» Aim of the exercise
Check every line of the material below, and show those that contain "email".

» Records supplied
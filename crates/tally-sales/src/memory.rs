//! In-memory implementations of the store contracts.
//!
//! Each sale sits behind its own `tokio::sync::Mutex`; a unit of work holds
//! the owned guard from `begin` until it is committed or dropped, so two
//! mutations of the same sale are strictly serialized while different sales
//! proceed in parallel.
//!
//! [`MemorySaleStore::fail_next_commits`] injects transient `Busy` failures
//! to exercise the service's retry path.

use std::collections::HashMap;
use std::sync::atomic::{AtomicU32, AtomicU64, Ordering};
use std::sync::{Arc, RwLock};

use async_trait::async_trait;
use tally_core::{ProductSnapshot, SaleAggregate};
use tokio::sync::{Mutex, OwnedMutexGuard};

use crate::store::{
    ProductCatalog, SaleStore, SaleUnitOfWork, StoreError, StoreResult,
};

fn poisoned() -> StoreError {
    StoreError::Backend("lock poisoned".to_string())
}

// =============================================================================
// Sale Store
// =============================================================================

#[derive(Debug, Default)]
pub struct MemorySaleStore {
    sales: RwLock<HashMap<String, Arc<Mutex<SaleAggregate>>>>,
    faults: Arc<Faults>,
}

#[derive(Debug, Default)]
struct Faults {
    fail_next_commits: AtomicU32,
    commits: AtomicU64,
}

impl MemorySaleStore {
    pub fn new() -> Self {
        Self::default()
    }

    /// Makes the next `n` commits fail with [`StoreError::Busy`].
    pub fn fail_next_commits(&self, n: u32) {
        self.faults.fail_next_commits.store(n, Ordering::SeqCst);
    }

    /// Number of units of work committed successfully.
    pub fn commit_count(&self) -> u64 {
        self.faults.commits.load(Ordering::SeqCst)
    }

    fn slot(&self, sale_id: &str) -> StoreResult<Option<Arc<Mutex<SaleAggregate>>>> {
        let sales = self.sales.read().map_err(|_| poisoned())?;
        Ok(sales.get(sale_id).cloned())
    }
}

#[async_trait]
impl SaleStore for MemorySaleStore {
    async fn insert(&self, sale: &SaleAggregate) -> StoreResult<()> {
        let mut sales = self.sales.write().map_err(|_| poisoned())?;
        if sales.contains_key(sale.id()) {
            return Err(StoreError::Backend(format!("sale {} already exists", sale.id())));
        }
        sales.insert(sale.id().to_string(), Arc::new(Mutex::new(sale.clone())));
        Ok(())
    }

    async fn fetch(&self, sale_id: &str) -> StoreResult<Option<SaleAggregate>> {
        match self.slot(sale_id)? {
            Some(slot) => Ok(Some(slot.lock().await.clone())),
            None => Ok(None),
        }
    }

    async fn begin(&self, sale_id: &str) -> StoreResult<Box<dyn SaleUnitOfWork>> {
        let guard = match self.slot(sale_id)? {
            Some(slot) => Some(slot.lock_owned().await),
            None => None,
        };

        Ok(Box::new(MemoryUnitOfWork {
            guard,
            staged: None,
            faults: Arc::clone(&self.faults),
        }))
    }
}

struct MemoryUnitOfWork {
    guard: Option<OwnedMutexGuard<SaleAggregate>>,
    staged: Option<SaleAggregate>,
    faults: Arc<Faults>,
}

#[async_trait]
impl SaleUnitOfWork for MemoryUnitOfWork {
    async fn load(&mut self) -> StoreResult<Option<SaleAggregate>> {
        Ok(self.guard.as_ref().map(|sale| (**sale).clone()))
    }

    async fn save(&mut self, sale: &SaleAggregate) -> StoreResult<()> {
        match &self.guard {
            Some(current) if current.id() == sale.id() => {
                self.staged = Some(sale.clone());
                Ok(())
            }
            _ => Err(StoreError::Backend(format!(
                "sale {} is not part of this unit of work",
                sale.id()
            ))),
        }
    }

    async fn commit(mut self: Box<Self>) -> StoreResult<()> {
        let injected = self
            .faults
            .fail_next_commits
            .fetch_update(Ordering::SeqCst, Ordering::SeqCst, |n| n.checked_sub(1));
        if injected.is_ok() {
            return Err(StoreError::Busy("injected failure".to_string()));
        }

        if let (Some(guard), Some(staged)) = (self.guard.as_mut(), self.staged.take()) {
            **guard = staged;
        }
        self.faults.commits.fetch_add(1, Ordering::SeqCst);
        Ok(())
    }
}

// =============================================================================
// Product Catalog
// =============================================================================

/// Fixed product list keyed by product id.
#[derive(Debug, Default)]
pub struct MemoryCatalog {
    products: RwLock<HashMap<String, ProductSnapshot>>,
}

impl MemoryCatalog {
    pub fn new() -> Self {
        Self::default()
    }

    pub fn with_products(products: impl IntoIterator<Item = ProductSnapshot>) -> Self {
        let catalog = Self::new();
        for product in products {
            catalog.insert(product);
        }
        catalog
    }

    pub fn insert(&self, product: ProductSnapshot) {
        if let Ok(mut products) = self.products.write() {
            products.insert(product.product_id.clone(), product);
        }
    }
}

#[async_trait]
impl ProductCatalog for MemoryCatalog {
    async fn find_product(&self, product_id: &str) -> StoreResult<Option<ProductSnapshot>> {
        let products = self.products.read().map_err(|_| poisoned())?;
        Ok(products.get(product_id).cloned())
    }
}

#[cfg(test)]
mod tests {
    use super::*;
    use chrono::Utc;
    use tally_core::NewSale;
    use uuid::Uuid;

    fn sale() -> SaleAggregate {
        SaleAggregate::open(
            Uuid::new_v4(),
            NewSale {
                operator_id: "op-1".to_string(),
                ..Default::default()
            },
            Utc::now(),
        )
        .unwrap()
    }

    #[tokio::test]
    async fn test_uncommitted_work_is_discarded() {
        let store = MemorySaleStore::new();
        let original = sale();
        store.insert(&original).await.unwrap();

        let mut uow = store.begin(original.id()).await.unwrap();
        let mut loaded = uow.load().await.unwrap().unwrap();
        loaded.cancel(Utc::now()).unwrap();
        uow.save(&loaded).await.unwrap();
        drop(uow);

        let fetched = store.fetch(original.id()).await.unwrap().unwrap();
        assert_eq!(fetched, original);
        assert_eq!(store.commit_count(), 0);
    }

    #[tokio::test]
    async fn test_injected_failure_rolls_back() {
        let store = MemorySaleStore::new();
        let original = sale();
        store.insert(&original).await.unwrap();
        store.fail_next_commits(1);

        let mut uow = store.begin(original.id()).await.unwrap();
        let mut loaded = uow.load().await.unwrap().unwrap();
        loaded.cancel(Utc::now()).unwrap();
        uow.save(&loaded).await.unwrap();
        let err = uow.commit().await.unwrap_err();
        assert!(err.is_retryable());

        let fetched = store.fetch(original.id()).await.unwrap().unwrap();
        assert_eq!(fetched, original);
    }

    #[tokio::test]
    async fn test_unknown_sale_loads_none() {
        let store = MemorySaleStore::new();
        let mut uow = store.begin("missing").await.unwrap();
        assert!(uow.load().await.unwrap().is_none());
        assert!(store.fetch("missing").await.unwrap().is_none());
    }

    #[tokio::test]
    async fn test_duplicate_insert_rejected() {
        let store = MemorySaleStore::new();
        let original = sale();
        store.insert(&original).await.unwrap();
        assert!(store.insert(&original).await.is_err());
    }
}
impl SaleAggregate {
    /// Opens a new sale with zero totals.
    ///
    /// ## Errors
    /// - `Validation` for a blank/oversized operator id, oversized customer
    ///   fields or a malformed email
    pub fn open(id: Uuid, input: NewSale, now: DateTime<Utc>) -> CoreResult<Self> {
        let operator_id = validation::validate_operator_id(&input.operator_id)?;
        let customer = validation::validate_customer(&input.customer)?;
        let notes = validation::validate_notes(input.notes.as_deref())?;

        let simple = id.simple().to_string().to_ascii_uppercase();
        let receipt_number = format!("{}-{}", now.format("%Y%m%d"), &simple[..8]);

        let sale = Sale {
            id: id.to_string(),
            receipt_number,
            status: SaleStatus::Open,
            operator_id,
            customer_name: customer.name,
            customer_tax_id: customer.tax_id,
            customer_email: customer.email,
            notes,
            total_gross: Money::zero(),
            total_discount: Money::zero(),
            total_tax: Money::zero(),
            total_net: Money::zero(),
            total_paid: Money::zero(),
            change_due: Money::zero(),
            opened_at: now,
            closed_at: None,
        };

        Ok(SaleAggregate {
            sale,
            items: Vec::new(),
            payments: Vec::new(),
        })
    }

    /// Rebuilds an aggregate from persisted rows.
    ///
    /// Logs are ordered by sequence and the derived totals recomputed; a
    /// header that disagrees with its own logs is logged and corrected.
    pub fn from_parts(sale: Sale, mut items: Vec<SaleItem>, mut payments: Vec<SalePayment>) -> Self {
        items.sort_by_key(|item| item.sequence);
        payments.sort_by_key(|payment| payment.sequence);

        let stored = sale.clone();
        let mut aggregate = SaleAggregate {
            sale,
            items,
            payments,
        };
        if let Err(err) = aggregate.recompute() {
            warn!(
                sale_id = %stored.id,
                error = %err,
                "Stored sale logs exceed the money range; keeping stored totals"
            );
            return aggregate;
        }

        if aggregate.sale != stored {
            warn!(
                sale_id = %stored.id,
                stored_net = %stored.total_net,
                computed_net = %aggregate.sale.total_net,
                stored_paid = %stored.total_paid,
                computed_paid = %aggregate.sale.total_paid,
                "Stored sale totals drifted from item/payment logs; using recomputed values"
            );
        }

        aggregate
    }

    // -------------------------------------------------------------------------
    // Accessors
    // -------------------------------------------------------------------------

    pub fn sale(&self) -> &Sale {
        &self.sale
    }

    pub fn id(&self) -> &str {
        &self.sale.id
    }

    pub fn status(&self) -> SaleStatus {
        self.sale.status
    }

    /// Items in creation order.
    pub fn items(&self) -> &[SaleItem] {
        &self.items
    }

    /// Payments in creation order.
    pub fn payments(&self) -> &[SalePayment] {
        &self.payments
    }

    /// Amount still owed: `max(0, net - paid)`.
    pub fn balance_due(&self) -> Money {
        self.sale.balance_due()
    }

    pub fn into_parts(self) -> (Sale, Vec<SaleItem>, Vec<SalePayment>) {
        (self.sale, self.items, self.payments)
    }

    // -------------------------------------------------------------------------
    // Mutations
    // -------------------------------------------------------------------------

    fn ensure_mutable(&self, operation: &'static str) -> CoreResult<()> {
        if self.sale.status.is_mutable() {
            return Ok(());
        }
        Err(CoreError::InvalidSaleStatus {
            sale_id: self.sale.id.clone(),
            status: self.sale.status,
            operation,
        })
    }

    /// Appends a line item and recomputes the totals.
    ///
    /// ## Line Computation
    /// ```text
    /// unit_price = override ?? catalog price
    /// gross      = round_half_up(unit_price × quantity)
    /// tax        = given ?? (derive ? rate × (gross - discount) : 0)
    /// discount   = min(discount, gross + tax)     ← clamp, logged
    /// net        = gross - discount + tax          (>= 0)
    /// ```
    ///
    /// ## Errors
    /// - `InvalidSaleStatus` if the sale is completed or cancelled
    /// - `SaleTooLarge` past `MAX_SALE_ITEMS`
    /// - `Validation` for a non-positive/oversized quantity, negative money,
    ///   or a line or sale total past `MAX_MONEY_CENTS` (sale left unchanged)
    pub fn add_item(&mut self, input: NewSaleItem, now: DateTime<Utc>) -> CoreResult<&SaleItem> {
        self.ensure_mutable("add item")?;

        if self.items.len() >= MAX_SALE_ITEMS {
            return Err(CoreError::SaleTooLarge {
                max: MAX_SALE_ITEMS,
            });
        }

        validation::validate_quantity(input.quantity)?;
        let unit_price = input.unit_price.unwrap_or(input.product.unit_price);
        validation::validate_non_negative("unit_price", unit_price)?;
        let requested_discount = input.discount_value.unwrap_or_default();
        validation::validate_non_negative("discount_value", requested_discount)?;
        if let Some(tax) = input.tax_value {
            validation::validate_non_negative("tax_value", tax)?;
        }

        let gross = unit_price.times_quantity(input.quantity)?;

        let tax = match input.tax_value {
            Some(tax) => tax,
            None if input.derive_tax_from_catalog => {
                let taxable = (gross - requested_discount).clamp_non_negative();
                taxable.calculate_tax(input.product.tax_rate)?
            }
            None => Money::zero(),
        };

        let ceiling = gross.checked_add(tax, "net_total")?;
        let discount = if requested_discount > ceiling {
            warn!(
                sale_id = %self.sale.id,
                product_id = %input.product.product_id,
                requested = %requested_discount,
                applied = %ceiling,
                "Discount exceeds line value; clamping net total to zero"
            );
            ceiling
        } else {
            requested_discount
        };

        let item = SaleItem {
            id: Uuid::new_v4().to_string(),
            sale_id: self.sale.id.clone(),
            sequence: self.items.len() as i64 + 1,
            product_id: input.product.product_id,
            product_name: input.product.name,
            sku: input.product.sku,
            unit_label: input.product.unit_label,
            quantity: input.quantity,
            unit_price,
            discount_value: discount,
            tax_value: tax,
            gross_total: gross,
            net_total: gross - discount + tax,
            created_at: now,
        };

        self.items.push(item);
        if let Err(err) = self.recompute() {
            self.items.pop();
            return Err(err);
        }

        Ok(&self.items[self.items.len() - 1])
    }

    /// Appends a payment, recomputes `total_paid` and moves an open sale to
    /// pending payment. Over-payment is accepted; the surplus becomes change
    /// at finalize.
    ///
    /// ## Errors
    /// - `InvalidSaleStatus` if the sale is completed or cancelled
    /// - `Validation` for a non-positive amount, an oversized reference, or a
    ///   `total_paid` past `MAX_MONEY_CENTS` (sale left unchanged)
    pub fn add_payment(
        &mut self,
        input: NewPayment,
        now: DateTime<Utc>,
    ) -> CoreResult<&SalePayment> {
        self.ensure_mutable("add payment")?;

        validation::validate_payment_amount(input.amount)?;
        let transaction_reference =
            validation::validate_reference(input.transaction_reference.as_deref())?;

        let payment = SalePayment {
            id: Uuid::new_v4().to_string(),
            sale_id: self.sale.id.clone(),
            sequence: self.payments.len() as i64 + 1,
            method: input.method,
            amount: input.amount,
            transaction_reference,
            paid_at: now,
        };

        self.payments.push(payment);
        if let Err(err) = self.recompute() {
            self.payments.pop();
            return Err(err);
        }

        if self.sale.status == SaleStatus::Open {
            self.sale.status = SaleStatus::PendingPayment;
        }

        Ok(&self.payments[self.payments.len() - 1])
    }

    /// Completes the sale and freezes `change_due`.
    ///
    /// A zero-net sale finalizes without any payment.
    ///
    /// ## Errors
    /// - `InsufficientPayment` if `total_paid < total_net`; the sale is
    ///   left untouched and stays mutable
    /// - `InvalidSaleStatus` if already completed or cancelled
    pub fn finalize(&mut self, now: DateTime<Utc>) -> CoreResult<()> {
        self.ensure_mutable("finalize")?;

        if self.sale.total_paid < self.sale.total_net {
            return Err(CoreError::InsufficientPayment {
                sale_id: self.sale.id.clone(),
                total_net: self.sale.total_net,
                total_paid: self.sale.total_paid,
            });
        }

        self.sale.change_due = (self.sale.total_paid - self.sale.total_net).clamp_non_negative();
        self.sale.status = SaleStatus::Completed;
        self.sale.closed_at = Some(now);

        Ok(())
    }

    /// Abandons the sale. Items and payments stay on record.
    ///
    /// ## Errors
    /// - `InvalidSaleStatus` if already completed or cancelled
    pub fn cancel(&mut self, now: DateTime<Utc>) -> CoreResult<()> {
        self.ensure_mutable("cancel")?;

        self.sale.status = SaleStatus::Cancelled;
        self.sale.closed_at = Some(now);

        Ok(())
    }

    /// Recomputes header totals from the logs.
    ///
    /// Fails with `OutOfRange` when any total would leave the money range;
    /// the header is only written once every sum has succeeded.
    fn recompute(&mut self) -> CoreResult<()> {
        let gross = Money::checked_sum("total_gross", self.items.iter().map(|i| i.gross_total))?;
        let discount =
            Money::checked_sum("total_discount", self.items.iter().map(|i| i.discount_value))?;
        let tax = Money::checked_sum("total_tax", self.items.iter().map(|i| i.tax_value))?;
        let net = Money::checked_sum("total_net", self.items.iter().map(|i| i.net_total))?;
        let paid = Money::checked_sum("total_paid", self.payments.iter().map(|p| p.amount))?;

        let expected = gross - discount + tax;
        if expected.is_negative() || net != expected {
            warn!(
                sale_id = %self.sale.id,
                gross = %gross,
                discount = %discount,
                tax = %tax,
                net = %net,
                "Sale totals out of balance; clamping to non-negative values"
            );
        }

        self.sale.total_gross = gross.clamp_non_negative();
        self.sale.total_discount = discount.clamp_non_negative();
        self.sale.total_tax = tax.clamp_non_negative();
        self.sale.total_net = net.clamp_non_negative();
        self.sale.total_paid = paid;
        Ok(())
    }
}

» Answer space
    ///   fields or a malformed email
            customer_email: customer.email,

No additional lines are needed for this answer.